Je länger ich darüber nachdenke, desto mehr zweifle ich an der Schärfe der Dichotomie „konservativ versus progressiv“ im ländlichen Kontext. Viele der Akteur*innen, mit denen ich arbeite, wollen nichts umstürzen. Sie wollen erhalten, was ihnen wichtig ist: Lebensqualität, Gemeinschaft, wirtschaftliche Tragfähigkeit. Gerade aus diesem Motiv heraus entwickeln sie neue Modelle von Arbeit, Kooperation und Begegnung. Das wirkt weniger wie ein Widerspruch als wie eine andere Form von Fortschritt – nicht der radikale Bruch mit dem Bestehenden, sondern eine behutsame Transformation aus der Mitte der Gemeinschaft heraus.

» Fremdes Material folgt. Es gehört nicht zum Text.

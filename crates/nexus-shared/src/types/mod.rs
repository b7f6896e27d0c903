//! Domain model shared by every crate in the workspace.

mod artifact;
mod job;
mod operation;
mod source;
mod stats;
mod task;

pub use artifact::{Artifact, ArtifactKind};
pub use job::{JobEnvelope, Priority};
pub use operation::{EvidenceKind, OperationEvidence, OperationStatus, Provenance, TaskOperation};
pub use source::{NewSource, Source};
pub use stats::{GlobalStats, QueueDepths, WorkerHeartbeat};
pub use task::{ResearchTask, Subtask, TaskStatus};

/// Generate an opaque id for a new entity.
pub fn new_id() -> String {
    uuid::Uuid::new_v4().to_string()
}
impl WorkQueueProvider {
    pub fn new_in_memory() -> Self {
        Self::InMemory(InMemoryWorkQueue::new())
    }

    pub async fn connect_redis(redis_url: &str, router: KeyRouter) -> NexusResult<Self> {
        Ok(Self::Redis(RedisWorkQueue::connect(redis_url, router).await?))
    }

    pub fn provider_name(&self) -> &'static str {
        match self {
            Self::Redis(_) => "redis",
            Self::InMemory(_) => "in_memory",
        }
    }

    /// Append a job to the tail of its priority tier.
    pub async fn enqueue(&self, job: &JobEnvelope) -> NexusResult<()> {
        match self {
            Self::Redis(q) => q.enqueue(job).await,
            Self::InMemory(q) => q.enqueue(job),
        }
    }

    /// Pop the next job, atomically moving it into the worker's in-flight
    /// set. Scans high → normal → low under one combined deadline; `None`
    /// on timeout.
    pub async fn blocking_pop(
        &self,
        worker_id: u32,
        timeout: Duration,
    ) -> NexusResult<Option<JobEnvelope>> {
        match self {
            Self::Redis(q) => q.blocking_pop(worker_id, timeout).await,
            Self::InMemory(q) => q.blocking_pop(worker_id, timeout).await,
        }
    }

    /// Idempotently re-assert in-flight membership for a popped job.
    pub async fn mark_in_flight(&self, worker_id: u32, job: &JobEnvelope) -> NexusResult<()> {
        match self {
            Self::Redis(q) => q.mark_in_flight(worker_id, job).await,
            Self::InMemory(q) => q.mark_in_flight(worker_id, job),
        }
    }

    /// Drop a finished job from the worker's in-flight set.
    pub async fn complete(&self, worker_id: u32, job: &JobEnvelope) -> NexusResult<()> {
        match self {
            Self::Redis(q) => q.complete(worker_id, job).await,
            Self::InMemory(q) => q.complete(worker_id, job),
        }
    }

    /// Push a job back to the **head** of its priority tier.
    pub async fn requeue_front(&self, job: &JobEnvelope) -> NexusResult<()> {
        match self {
            Self::Redis(q) => q.requeue_front(job).await,
            Self::InMemory(q) => q.requeue_front(job),
        }
    }

    /// Move a job to the dead-letter list.
    pub async fn dead_letter(&self, job: &JobEnvelope) -> NexusResult<()> {
        match self {
            Self::Redis(q) => q.dead_letter(job).await,
            Self::InMemory(q) => q.dead_letter(job),
        }
    }

    /// Raw serialized members of a worker's in-flight set.
    pub async fn list_in_flight(&self, worker_id: u32) -> NexusResult<Vec<String>> {
        match self {
            Self::Redis(q) => q.list_in_flight(worker_id).await,
            Self::InMemory(q) => Ok(q.list_in_flight(worker_id)),
        }
    }

    /// Remove one raw member from a worker's in-flight set.
    pub async fn remove_in_flight_raw(&self, worker_id: u32, raw: &str) -> NexusResult<()> {
        match self {
            Self::Redis(q) => q.remove_in_flight_raw(worker_id, raw).await,
            Self::InMemory(q) => {
                q.remove_in_flight_raw(worker_id, raw);
                Ok(())
            }
        }
    }

    /// Ids of workers that currently hold in-flight jobs.
    pub async fn workers_with_in_flight(&self) -> NexusResult<Vec<u32>> {
        match self {
            Self::Redis(q) => q.workers_with_in_flight().await,
            Self::InMemory(q) => Ok(q.workers_with_in_flight()),
        }
    }

    pub async fn queue_depths(&self) -> NexusResult<QueueDepths> {
        match self {
            Self::Redis(q) => q.queue_depths().await,
            Self::InMemory(q) => Ok(q.queue_depths()),
        }
    }

    pub async fn dead_letter_depth(&self) -> NexusResult<u64> {
        match self {
            Self::Redis(q) => q.dead_letter_depth().await,
            Self::InMemory(q) => Ok(q.dead_letter_depth()),
        }
    }

    pub async fn list_dead_letters(&self) -> NexusResult<Vec<JobEnvelope>> {
        match self {
            Self::Redis(q) => q.list_dead_letters().await,
            Self::InMemory(q) => q.list_dead_letters(),
        }
    }

    /// Publish a worker heartbeat (30 s TTL).
    pub async fn set_heartbeat(&self, heartbeat: &WorkerHeartbeat) -> NexusResult<()> {
        match self {
            Self::Redis(q) => q.set_heartbeat(heartbeat).await,
            Self::InMemory(q) => {
                q.set_heartbeat(heartbeat);
                Ok(())
            }
        }
    }

    pub async fn get_heartbeat(&self, worker_id: u32) -> NexusResult<Option<WorkerHeartbeat>> {
        match self {
            Self::Redis(q) => q.get_heartbeat(worker_id).await,
            Self::InMemory(q) => Ok(q.get_heartbeat(worker_id)),
        }
    }

    pub async fn clear_heartbeat(&self, worker_id: u32) -> NexusResult<()> {
        match self {
            Self::Redis(q) => q.clear_heartbeat(worker_id).await,
            Self::InMemory(q) => {
                q.clear_heartbeat(worker_id);
                Ok(())
            }
        }
    }

    pub async fn workers_online(&self) -> NexusResult<u32> {
        match self {
            Self::Redis(q) => q.workers_online().await,
            Self::InMemory(q) => Ok(q.workers_online()),
        }
    }

    /// Delete every queue-owned key. Refuses without the literal
    /// confirmation token.
    pub async fn purge(&self, confirmation_token: &str) -> NexusResult<()> {
        if confirmation_token != crate::PURGE_CONFIRMATION_TOKEN {
            return Err(NexusError::ConfirmationRequired("queue purge".to_string()));
        }
        match self {
            Self::Redis(q) => q.purge().await,
            Self::InMemory(q) => {
                q.purge();
                Ok(())
            }
        }
    }
}
//! # nexus-queue
//!
//! Redis-backed priority work queue for the Nexus orchestrator: reliable
//! pop with in-flight tracking, worker heartbeats, and the queue
//! supervisor that reclaims jobs from crashed workers.

use std::time::Duration;

pub mod providers;
pub mod queue;
pub mod router;
pub mod supervisor;

pub use queue::{QueueClient, WorkQueueProvider};
pub use router::KeyRouter;
pub use supervisor::{QueueSupervisor, SupervisorReport, MAX_RETRIES};

/// Worker heartbeat key TTL.
pub const HEARTBEAT_TTL: Duration = Duration::from_secs(30);

/// Literal token required by destructive purge operations.
pub const PURGE_CONFIRMATION_TOKEN: &str = "DELETE ALL DATA";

Wer ländliche Räume vorschnell in politische Schubladen steckt, übersieht diese Dynamik. Dort entstehen Orte, die demokratische Kultur stärken, wirtschaftliche Perspektiven eröffnen und gesellschaftliche Vielfalt ermöglichen – häufig initiiert von Menschen, die sich selbst als konservativ verstehen. Für mich ist das inzwischen weniger irritierend als ermutigend. Es zeigt, dass Offenheit nicht zwingend an ein bestimmtes politisches Label gebunden ist und dass Coworking Spaces, MehrWertOrte und andere Dritte Orte Brücken schlagen können – zwischen Milieus, Generationen und Weltanschauungen. Vielleicht liegt genau darin ihr eigentlicher Mehrwert.